18 octubre 2003

MIÉRCOLES

Tuburcio, nuestro canario, murió en miércoles. Odio los miércoles. Las cosas malas siempre ocurren ese día. El divorcio de mis padres ocurrió un miércoles. Papá se fue de casa para no volver un miércoles. Mi detestable hermano nació un miércoles. En definitiva; odio los miércoles. Recuerdo más cosas tristes en ese día que en los demás.
Amaneció en el fondo de la jaula, con las alas abiertas, como si se hubiera precipitado desde lo alto del columpio que colgaba en la jaula. ¿Pueden los canarios suicidarse? Todos al ver al pájaro muerto miramos a Matías, el gato azul grisáceo que teníamos. Allí estaba, hecho un ovillo en el sofá donde el abuelo pasó sus últimos días. El también se fue un miércoles; mientras en la televisión estaban dando "el parte" como él decía.

Tiburcio y Matías nunca se habían llevado bien. Quizá por que él gato no sabía cantar como él pájaro y el pájaro no podía campar a sus anchas por la casa como el gato. Eran dos caracteres distintos, dos naturalezas que como el aceite y el agua estaban destinados a no juntarse nunca.

La tía Mercedes una anciana entrada en años y también en carnes, conoció en el bingo donde iba "afortunadamente" todos los jueves al señor Leng. Un hombre del cual nunca supimos su nombre, sólo que era canario y se dedicaba a la canaricultura en la isla de La Gomera. Hasta allí viajó con él la tía de mi madre, a la que nunca volvimos a ver y sólo recordábamos cuando nos llegaba alguna postal. Postales que nos mostraban rincones de su nuevo hogar y que yo esperaba con impaciencia. En aquel pequeño espacio cuadrado ella escribía con tu torpe y gran caligrafía, de persona mayor con unos estudios pobres, por haber tenido que ponerse a trabajar muy joven, para traer un mísero jornal a casa, la leyenda del monte Garajonay. Gara era la princesa de Angulo; el lugar del agua. Jonay pertenecía a la nobleza de Tenerife, la provincia del fuego. Eran jóvenes y se enamoraron en el Beñesmen, la fiesta de la cosecha de La Gomera. El compromiso fue hecho público y se celebró, hasta el volcán Echeyde arrojó lava. Todos se acordaron entonces de las palabras del viejo Gerián. "La sombra del fuego quema el agua. El fuego retrocede ante el agua. Imposible su mezcla. Imposible su alianza. La muerte acecha. Como lo de arriba es lo de abajo, lo que fue será, lo que ha de suceder ocurrirá". Les prohibieron verse de nuevo, aquello traería desgracia para todos. Pero el amor les había alcanzado. Jonay volvió a buscarla y huyeron a lo alto del monte y atravesándose el corazón con una lanza de cedro se arrojaron al vacío. En recuerdo de aquellos dos amantes bautizaron al monte Garajonay.
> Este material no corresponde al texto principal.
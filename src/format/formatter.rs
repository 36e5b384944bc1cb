//! Core layout logic for generated Go source
//!
//! Re-lexes the text (comments kept) and lays it out line by line. Block structure comes from
//! braces and grouped declarations; line breaks come from the lexer's inserted terminators.
//! Spacing between tokens on the same line is taken from the input, collapsed to one space.

use kmgen_core::lang::keywords::KeywordId;
use kmgen_core::lang::punctuation::PunctuationId;
use kmgen_syntax::diagnostics::line_col;
use kmgen_syntax::lexer::{self, Token, TokenKind};

use super::FormatError;
use super::config::FormatConfig;
use super::writer::FormatWriter;

enum Line {
    Code { depth: usize, text: String },
    Blank,
}

impl Line {
    fn is_comment(&self) -> bool {
        matches!(self, Line::Code { text, .. } if text.starts_with("//") || text.starts_with("/*"))
    }
}

#[derive(Debug, Clone, Copy, PartialEq, Eq)]
enum Frame {
    Block,
    /// `import (`, `type (`, ...; import groups remember their first line for sorting.
    Group { imports_from: Option<usize> },
    Paren,
    Bracket,
    /// Braces of a type literal (`struct{X int}`) or of any `{` inside parentheses; kept on one line.
    Literal,
}

/// Formatter that lays out Go source text
pub struct Formatter<'s> {
    source: &'s str,
    config: FormatConfig,
    lines: Vec<Line>,
    current: String,
    line_depth: usize,
    frames: Vec<(Frame, usize)>,
    /// Between `if`/`for`/`switch` and the `{` that opens its body.
    in_header: bool,
    /// The last finished line opened a block.
    block_opened: bool,
}

impl<'s> Formatter<'s> {
    /// Create a new formatter for `source`
    pub fn new(source: &'s str, config: FormatConfig) -> Self {
        Self {
            source,
            config,
            lines: Vec::new(),
            current: String::new(),
            line_depth: 0,
            frames: Vec::new(),
            in_header: false,
            block_opened: false,
        }
    }

    /// Format the source and return the laid out text
    pub fn format(mut self) -> Result<String, FormatError> {
        let source = self.source;
        let tokens = lexer::lex_with_comments(source).map_err(|errors| {
            let (message, offset) = errors
                .first()
                .map(|e| (e.message.clone(), e.span.start))
                .unwrap_or_else(|| ("invalid token".to_string(), 0));
            let (line, column) = line_col(source, offset);
            FormatError::Lex { message, line, column }
        })?;
        let tokens: Vec<&Token> = tokens.iter().filter(|t| t.kind != TokenKind::Eof).collect();

        let mut last_end = 0;
        let mut prev: Option<&TokenKind> = None;
        let mut i = 0;
        while i < tokens.len() {
            let tok = tokens[i];
            i += 1;
            if tok.kind == TokenKind::Newline {
                if !self.in_inline_frame() {
                    self.end_line();
                }
                continue;
            }

            let gap = &source[last_end..tok.span.start];
            let breaks = gap.matches('\n').count();
            let spaced = !gap.is_empty();
            last_end = tok.span.end;

            match &tok.kind {
                TokenKind::Comment(text) => {
                    if breaks > 0 {
                        self.end_line();
                    }
                    self.place(text, spaced, breaks);
                    if text.starts_with("//") {
                        self.end_line();
                    }
                    continue;
                }
                TokenKind::Keyword(id) => {
                    if self.current.is_empty() && self.depth() == 0 && starts_top_level_decl(*id) {
                        self.separate_top_level();
                    }
                    if matches!(id, KeywordId::If | KeywordId::For | KeywordId::Switch | KeywordId::Select)
                        && !self.in_inline_frame()
                    {
                        self.in_header = true;
                    }
                    self.place(&tok.spelling(), spaced, breaks);
                }
                TokenKind::Punctuation(PunctuationId::LBrace) => {
                    let next = tokens.get(i).map(|t| &t.kind);
                    let single_line = tokens
                        .get(i)
                        .is_some_and(|t| !source[tok.span.end..t.span.start].contains('\n'));
                    let after_type_keyword =
                        matches!(prev, Some(TokenKind::Keyword(KeywordId::Struct | KeywordId::Interface)));
                    if self.in_inline_frame() || (after_type_keyword && single_line) {
                        self.place("{", spaced, breaks);
                        self.frames.push((Frame::Literal, tok.span.start));
                    } else if next == Some(&TokenKind::Punctuation(PunctuationId::RBrace)) {
                        self.in_header = false;
                        self.place("{", spaced, breaks);
                        self.current.push('}');
                        last_end = tokens[i].span.end;
                        i += 1;
                    } else {
                        self.in_header = false;
                        self.place("{", spaced, breaks);
                        self.frames.push((Frame::Block, tok.span.start));
                        self.end_line();
                        self.block_opened = true;
                    }
                }
                TokenKind::Punctuation(PunctuationId::RBrace) => {
                    if matches!(self.frames.last(), Some((Frame::Literal, _))) {
                        self.frames.pop();
                        self.place("}", spaced, breaks);
                    } else {
                        self.end_line();
                        self.pop(Frame::Block, "}", tok.span.start)?;
                        self.trim_trailing_blank();
                        self.place("}", false, 0);
                    }
                }
                TokenKind::Punctuation(PunctuationId::LParen) => {
                    let grouped = matches!(
                        prev,
                        Some(TokenKind::Keyword(
                            KeywordId::Import | KeywordId::Const | KeywordId::Var | KeywordId::Type
                        ))
                    );
                    self.place("(", spaced, breaks);
                    if grouped {
                        self.end_line();
                        let imports = matches!(prev, Some(TokenKind::Keyword(KeywordId::Import)));
                        let imports_from = imports.then_some(self.lines.len());
                        self.frames.push((Frame::Group { imports_from }, tok.span.start));
                        self.block_opened = true;
                    } else {
                        self.frames.push((Frame::Paren, tok.span.start));
                    }
                }
                TokenKind::Punctuation(PunctuationId::RParen) => match self.frames.last() {
                    Some((Frame::Group { imports_from }, _)) => {
                        let imports_from = *imports_from;
                        self.frames.pop();
                        self.end_line();
                        if let Some(start) = imports_from {
                            self.sort_imports(start);
                        }
                        self.trim_trailing_blank();
                        self.place(")", false, 0);
                    }
                    _ => {
                        self.pop(Frame::Paren, ")", tok.span.start)?;
                        self.place(")", spaced, breaks);
                    }
                },
                TokenKind::Punctuation(PunctuationId::LBracket) => {
                    self.place("[", spaced, breaks);
                    self.frames.push((Frame::Bracket, tok.span.start));
                }
                TokenKind::Punctuation(PunctuationId::RBracket) => {
                    self.pop(Frame::Bracket, "]", tok.span.start)?;
                    self.place("]", spaced, breaks);
                }
                TokenKind::Punctuation(PunctuationId::Semicolon) => {
                    if self.in_header || self.in_inline_frame() {
                        self.place(";", spaced, breaks);
                    } else {
                        self.end_line();
                    }
                }
                _ => self.place(&tok.spelling(), spaced, breaks),
            }
            prev = Some(&tok.kind);
        }

        self.end_line();
        if let Some((frame, offset)) = self.frames.last() {
            let delimiter = match frame {
                Frame::Block | Frame::Literal => "{",
                Frame::Group { .. } | Frame::Paren => "(",
                Frame::Bracket => "[",
            };
            return Err(self.unbalanced(delimiter, *offset));
        }
        self.trim_trailing_blank();
        Ok(self.render())
    }

    // ========================================================================
    // Line assembly
    // ========================================================================

    fn depth(&self) -> usize {
        self.frames
            .iter()
            .filter(|(f, _)| matches!(f, Frame::Block | Frame::Group { .. }))
            .count()
    }

    fn in_inline_frame(&self) -> bool {
        matches!(self.frames.last(), Some((Frame::Paren | Frame::Bracket | Frame::Literal, _)))
    }

    fn place(&mut self, text: &str, spaced: bool, breaks: usize) {
        if self.current.is_empty() {
            if breaks >= 2 {
                self.request_blank();
            }
            self.line_depth = self.depth();
        } else if spaced {
            self.current.push(' ');
        }
        self.current.push_str(text);
    }

    fn end_line(&mut self) {
        if !self.current.is_empty() {
            let text = std::mem::take(&mut self.current);
            self.lines.push(Line::Code {
                depth: self.line_depth,
                text,
            });
            self.block_opened = false;
        }
    }

    /// Keep one blank line from the input, except at the start of the file or a block.
    fn request_blank(&mut self) {
        if self.block_opened || matches!(self.lines.last(), None | Some(Line::Blank)) {
            return;
        }
        self.lines.push(Line::Blank);
    }

    fn separate_top_level(&mut self) {
        let Some(last) = self.lines.last() else {
            return;
        };
        if last.is_comment() {
            return;
        }
        let trailing = self.lines.iter().rev().take_while(|l| matches!(l, Line::Blank)).count();
        for _ in trailing..self.config.blank_lines_top_level {
            self.lines.push(Line::Blank);
        }
    }

    fn trim_trailing_blank(&mut self) {
        while matches!(self.lines.last(), Some(Line::Blank)) {
            self.lines.pop();
        }
    }

    fn sort_imports(&mut self, start: usize) {
        let mut specs: Vec<(usize, String)> = self
            .lines
            .drain(start..)
            .filter_map(|line| match line {
                Line::Code { depth, text } => Some((depth, text)),
                Line::Blank => None,
            })
            .collect();
        specs.sort_by(|a, b| import_key(&a.1).cmp(import_key(&b.1)).then_with(|| a.1.cmp(&b.1)));
        specs.dedup_by(|a, b| a.1 == b.1);
        self.lines
            .extend(specs.into_iter().map(|(depth, text)| Line::Code { depth, text }));
    }

    fn pop(&mut self, expected: Frame, closing: &str, offset: usize) -> Result<(), FormatError> {
        match self.frames.last() {
            Some((frame, _)) if *frame == expected => {
                self.frames.pop();
                Ok(())
            }
            _ => Err(self.unbalanced(closing, offset)),
        }
    }

    fn unbalanced(&self, delimiter: &str, offset: usize) -> FormatError {
        let (line, column) = line_col(self.source, offset);
        FormatError::Unbalanced {
            delimiter: delimiter.to_string(),
            line,
            column,
        }
    }

    fn render(self) -> String {
        let mut writer = FormatWriter::new(self.config);
        for line in &self.lines {
            match line {
                Line::Blank => writer.newline(),
                Line::Code { depth, text } => {
                    writer.set_indent(*depth);
                    writer.writeln(text);
                }
            }
        }
        writer.finish()
    }
}

fn starts_top_level_decl(id: KeywordId) -> bool {
    matches!(
        id,
        KeywordId::Func | KeywordId::Type | KeywordId::Var | KeywordId::Const | KeywordId::Import
    )
}

/// Sort key of an import spec line: the quoted path, ignoring any alias.
fn import_key(spec: &str) -> &str {
    spec.find('"').map_or(spec, |idx| &spec[idx..])
}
Allí mi tía y el señor Leng tenían una pequeña casa donde criaban canarios. Todas las cartas llegaban, no sé por que razón en martes, el segundo martes de cada mes. Duraron casi un año, hasta que completó la leyenda. Luego se fueron espaciando en el tiempo hasta sólo recibir las felicitaciones de Navidad. En compensación por la pérdida de su persona en casa, todos lo sábados venía a tomar el té y a afinar el piano mientras nos cantaba antiguas canciones de su infancia, una tibia primavera apareció un mensajero en casa trayendo una jaula. En ella un asustado canario se acurrucaba junto al comedero. Así apareció Tiburcio en casa.

Matías era un gato chartreux, raza creada por unos monjes franceses en un monasterio cerca de Grenoble en el siglo XIV. Fibroso, de robustas patas, carácter afable y unos intrigantes ojos rasgados color miel, que se oscurecían o brillaban dependiendo de su estado de ánimo. Matías también fue una herencia que nos tocó sin querer de la tía Mercedes. En uno de aquellos jueves de bingo, consiguió cantar línea, la suma no fue cuantiosa, pero sí le permitió hacer un viaje a Francia con sus amigas de toda la vida. El último viaje que muchas hicieron. Como recuerdo de aquellos hermosos días de amistad eterna, se trajo a Matías que la acompañaba en la soledad de su enorme casa día tras día. Matías fue el nombre de su difunto marido. Un apuesto hombre de ojos rasgados color miel y una sonrisa perenne en sus labios. Él fue su primer amor, su único amor. Desde los 15 años estaban juntos y así pasaron toda una existencia, toda una eternidad. En la mayor de las felicidades. Una vez que él partió para el viaje sin retorno un miércoles caluroso de agosto, ella se quedó sola con sus recuerdos. Cuando vio al gato en la tienda de animales de aquella ciudad tan lejana a la suya y él la miró desde el otro lado del cristal, supo que aquellos ojos escondían algo más que una existencia gatuna y se lo trajo. La huida de tía Mercedes a la isla de La Gomera con el señor Leng, fue tan repentina; que no queriendo perder aquel amor nuevo que había aparecido en su vida pues aquel podía ser su último tren, empacó unas pocas pertenencias, unos cuantos recuerdos inolvidables y salió sin volver la vista atrás a toda una montaña de evocaciones que se quedó en aquella casa de toda la vida, conseguida con el esfuerzo del duro trabajo de su amado esposo Matías. Era miércoles. Mi madre fue días después a recoger y cerrar la casa, quizá para siempre, y se trajo el gato que andaba mohíno por los rincones. Esa fue la otra contribución de la tía Mercedes al aumento de nuestra familia.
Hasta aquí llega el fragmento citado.